Two years ago this March, my father-in-law passed away. He was a man that I greatly admired. He reminded me of my own father—a man who packed up his life and moved his entire family to another country. Several nights before his funeral, I sat with my in-laws and went over the mountains of pictures that were stored in a lot of albums all over his house. My father-in-law was an avid amateur photographer when he was a young man. There were selfies taken with timing devices, pictures of the children and grandchildren at special events goofing around, pictures of places visited and adventures lived. All contained in precious little pieces of paper.

A young man with his entire future ahead of him.

A young man with his entire future ahead of him.

As the night progressed, my in-laws began accumulating small piles of pictures around themselves. Some images were for the memorial service, and some were pictures that they wanted to keep for themselves. Real and tangible artifacts of a life well lived. They also served as emotional triggers for memories stored away and long forgotten. Memories that made you realize that the images that you are looking at are mere representations. That it pales next to the memory of actually LIVING that time. Of BEING in that moment.

Which made me think of my own mortality. In the future, will my smart device be passed around for my relatives to look at and wonder about all the images I’ve created, all the things I’ve seen, all the events I’ve witnessed, and all the adventures I’ve been in? At one point, my current device had over 1,000 images that were never backed up to either the cloud or my computer. Not one of them were ever printed. Although not particularly large, my backups contain over 3 terabytes of sketches, illustrations and photographs. Again, none have been printed. We live in an age where everything is being digitized. Everything from books to movies, music, and images are consumed or viewed on a digital device of some sort.
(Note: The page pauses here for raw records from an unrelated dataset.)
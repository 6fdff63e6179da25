//! # Task runner: per-thinker state machine and drive loop.
//!
//! One [`Runner`] embodies the lifecycle of one task and arbitrates between
//! three parties:
//! - the **body** (the thinker's `start`/`resume` future, on a pool worker),
//! - the **manager** (bulk pause/resume, teardown),
//! - arbitrary **observers** ([`Present`](crate::Present) /
//!   [`Watcher`](crate::Watcher) holders on other workers).
//!
//! ## Event flow
//! For each task, the runner publishes:
//! ```text
//! Queued → Thinking → [Written pulses] → Finished
//!            │ ▲                       → Canceled
//!     pause  ▼ │ resume
//!           Paused / Resumed
//! ```
//!
//! ## Rules
//! - Control entry points must not be called from the task's own worker;
//!   the runner records the driving Tokio task identity and checks it.
//! - Every state transition goes through the tracked state, so each one
//!   wakes every waiter and records its source location.
//! - No lock is held across a body invocation or any `.await`.
//! - A cancel that races the body's completion wins: the task reports
//!   canceled, not finished.

use std::sync::atomic::{AtomicU64, Ordering};
use std::sync::{Arc, Mutex};
use std::time::Duration;

use tokio::sync::{broadcast, mpsc};
use tokio::time;
use tokio_util::sync::CancellationToken;

use crate::core::lifecycle::{Lifecycle, TrackedState};
use crate::error::ThinkError;
use crate::events::{Bus, Event, EventKind};
use crate::snapshot::SnapshotCell;
use crate::thinkers::{Outcome, ThinkScope, Thinker};
use crate::throttle::Throttler;

/// Process-unique counter backing [`TaskId`].
static TASK_SEQ: AtomicU64 = AtomicU64::new(0);

/// Opaque process-unique task identity.
#[derive(Debug, Clone, Copy, PartialEq, Eq, Hash)]
pub struct TaskId(u64);
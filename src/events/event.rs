//! # Runtime events emitted by the manager and task runners.
//!
//! The [`EventKind`] enum classifies event types across three categories:
//! - **Lifecycle events**: task state flow (queued, thinking, paused,
//!   resumed, finished, canceled, removed)
//! - **Progress events**: the throttled bus-level `Written` pulse
//! - **Subscriber events**: fan-out diagnostics (overflow, panic)
//!
//! The [`Event`] struct carries additional metadata: a timestamp, the task
//! identity — always the `(TaskId, name)` pair, attached together through
//! [`Event::for_task`] — and error messages.
//!
//! ## Ordering guarantees
//! Sequence numbers are not chosen here: the [`Bus`](super::Bus) stamps
//! `seq` when an event is published, numbering each manager's event stream
//! independently. An event holds `seq == 0` until it has been published.
//!
//! ## Event flow examples
//!
//! ### Normal completion
//! ```text
//! Manager::run()
//!   → Queued
//!   → Thinking
//!   → [Written pulses while the body mutates its cell]
//!   → Finished
//!   → Removed
//! ```
//!
//! ### Pause / resume
//! ```text
//! Present::pause()
//!   → Paused
//! Present::resume()
//!   → Resumed
//! ```

use std::time::SystemTime;

use crate::core::TaskId;

/// Classification of runtime events.
#[derive(Debug, Clone, Copy, PartialEq, Eq)]
pub enum EventKind {
    // === Subscriber events ===
    /// Subscriber panicked during event processing.
    SubscriberPanicked,
    /// Subscriber dropped an event (queue full or worker closed).
    SubscriberOverflow,

    // === Task lifecycle events ===
    /// Task was accepted by the manager and queued on the pool.
    Queued,
    /// Task body started (or re-entered) execution.
    Thinking,
    /// Task reached the paused quiescent point.
    Paused,
    /// Task was resumed out of the paused state.
    Resumed,
    /// Task ran to completion.
    Finished,
    /// Task was canceled (cooperatively, or before its body ran).
    Canceled,
    /// Terminal task was cleaned out of the registry.
    Removed,

    // === Progress events ===
    /// At least one task wrote to its snapshot cell recently.
    ///
    /// Emitted through the manager's bus throttler, so bursts of writes
    /// collapse into a coarse pulse.
    Written,
}

/// Runtime event with optional metadata.
///
/// Carries information about task lifecycle, progress, and subscriber
/// faults.
///
/// ## Fields
///
/// - `seq`: Per-manager sequence number, stamped by the bus at publish
///   time (0 = never published)
/// - `at`: Wall-clock timestamp (may go backwards due to NTP, use for
///   logging only)
/// - `kind`: Event classification
/// - `id` + `task`: The task's identity pair, when the event is about one
/// - `error`: Failure detail, when the event represents one
#[derive(Debug, Clone)]
pub struct Event {
    /// Sequence number within the publishing manager's event stream.
    ///
    /// Stamped by the bus; monotonically increasing per manager, so
    /// consumers can order events even when delivered through different
    /// queues. Zero means the event was never published.
    pub seq: u64,
    /// Wall-clock timestamp (may go backwards, use for logging only).
    pub at: SystemTime,
    /// Identity of the task, if applicable.
    pub id: Option<TaskId>,
    /// Name of the task, if applicable.
    pub task: Option<String>,
    /// Error message, if the event represents a failure.
    pub error: Option<String>,
    /// The kind of event.
    pub kind: EventKind,
}

impl Event {
    /// Creates an unpublished event of the given kind, timestamped now.
    pub fn now(kind: EventKind) -> Self {
        Self {
            seq: 0,
            at: SystemTime::now(),
            id: None,
            task: None,
            error: None,
            kind,
        }
    }

    /// Attaches the identity of the task this event is about.
    ///
    /// Identity is always the `(id, name)` pair: consumers correlate by
    /// `id` (names are not unique) and log by `name`.
    pub fn for_task(mut self, id: TaskId, name: &str) -> Self {
        self.id = Some(id);
        self.task = Some(name.to_string());
        self
    }

    /// Attaches an error message.
    pub fn with_error(mut self, msg: impl Into<String>) -> Self {
        self.error = Some(msg.into());
        self
    }

    /// Stamps the bus-assigned sequence number.
    pub(crate) fn sequenced(mut self, seq: u64) -> Self {
        self.seq = seq;
        self
    }

    /// Reports an event dropped on a subscriber's queue.
    ///
    /// The dropped event's task identity is carried over, so the
    /// diagnostic names whose notification was lost; `reason` says whether
    /// the queue was full or already closed.
    pub fn subscriber_overflow(
        subscriber: &'static str,
        reason: &'static str,
        dropped: &Event,
    ) -> Self {
        Self {
            id: dropped.id,
            task: dropped.task.clone(),
            error: Some(format!(
                "subscriber '{subscriber}' dropped {:?} event: {reason}",
                dropped.kind
            )),
            ..Event::now(EventKind::SubscriberOverflow)
        }
    }

    /// Reports a subscriber panicking while it processed an event.
    ///
    /// The processed event's task identity is carried over; the panic
    /// payload goes into the error message.
    pub fn subscriber_panicked(subscriber: &'static str, info: String, during: &Event) -> Self {
        Self {
            id: during.id,
            task: during.task.clone(),
            error: Some(format!("subscriber '{subscriber}' panicked: {info}")),
            ..Event::now(EventKind::SubscriberPanicked)
        }
    }

    /// True for the fan-out diagnostic kinds.
    ///
    /// Used to suppress overflow reporting about the reports themselves.
    pub fn is_subscriber_fault(&self) -> bool {
        matches!(
            self.kind,
            EventKind::SubscriberOverflow | EventKind::SubscriberPanicked
        )
    }
}

#[cfg(test)]
mod tests {
    use super::*;

    #[test]
    fn unpublished_events_carry_no_sequence() {
        let ev = Event::now(EventKind::Queued);
        assert_eq!(ev.seq, 0);
    }

    #[test]
    fn for_task_attaches_the_identity_pair() {
        let id = TaskId::next();
        let ev = Event::now(EventKind::Canceled)
            .for_task(id, "demo")
            .with_error("boom");
        assert_eq!(ev.id, Some(id));
        assert_eq!(ev.task.as_deref(), Some("demo"));
        assert_eq!(ev.error.as_deref(), Some("boom"));
    }

    #[test]
    fn fault_reports_keep_the_affected_events_identity() {
        let id = TaskId::next();
        let dropped = Event::now(EventKind::Finished).for_task(id, "worker");

        let overflow = Event::subscriber_overflow("log", "full", &dropped);
        assert!(overflow.is_subscriber_fault());
        assert_eq!(overflow.id, Some(id));
        assert_eq!(overflow.task.as_deref(), Some("worker"));

        let panicked = Event::subscriber_panicked("log", "oops".to_string(), &dropped);
        assert!(panicked.is_subscriber_fault());
        assert_eq!(panicked.id, Some(id));
        assert!(panicked.error.as_deref().unwrap_or("").contains("oops"));
    }

    #[test]
    fn lifecycle_kinds_are_not_faults() {
        assert!(!Event::now(EventKind::Written).is_subscriber_fault());
        assert!(!Event::now(EventKind::Removed).is_subscriber_fault());
    }
}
There are cries to digitize everything. Have you ever stopped to wonder why? Is that even a good idea when you consider some old stone tablets, papyrus manuscripts and books have lasted for centuries? I have a twenty-five year old SyQuest disk but no SyQuest drive to read the data on that disk. Even if I did have the drive unit, I can’t simply plug it into my current desktop computer. When the technology industry moves on to the latest storage device and connection technology, how many of us will take the time to migrate all of our precious data to the new standard? After one passes away and no one pays the company that hosts all your precious memories in the cloud, will they just disappear?

A print, on the other hand, doesn’t disappear. A print is the best substitute we have of time that’s long passed into memory—a slice of time that we can never get back. An old photograph possesses magic that enthrals people. Even if you don’t know who the subject is, you are often left to wonder what the subject was like, what deemed the moment important enough for a photograph, and what they were thinking at the exact moment the shutter button was pressed. I observed all this that night as my in-laws carefully peeled back the brittle, yellowed plastic cover of the photo album page to retrieve the paper treasure underneath. After staring at the image for a few moments, they then passed it around with a knowing smile and a “…remember when…?”

Who will remember the moments that are stuck in digital limbo? More importantly, are you missing out on the magic of being in the moment with family and friends by fiddling around with your digital camera?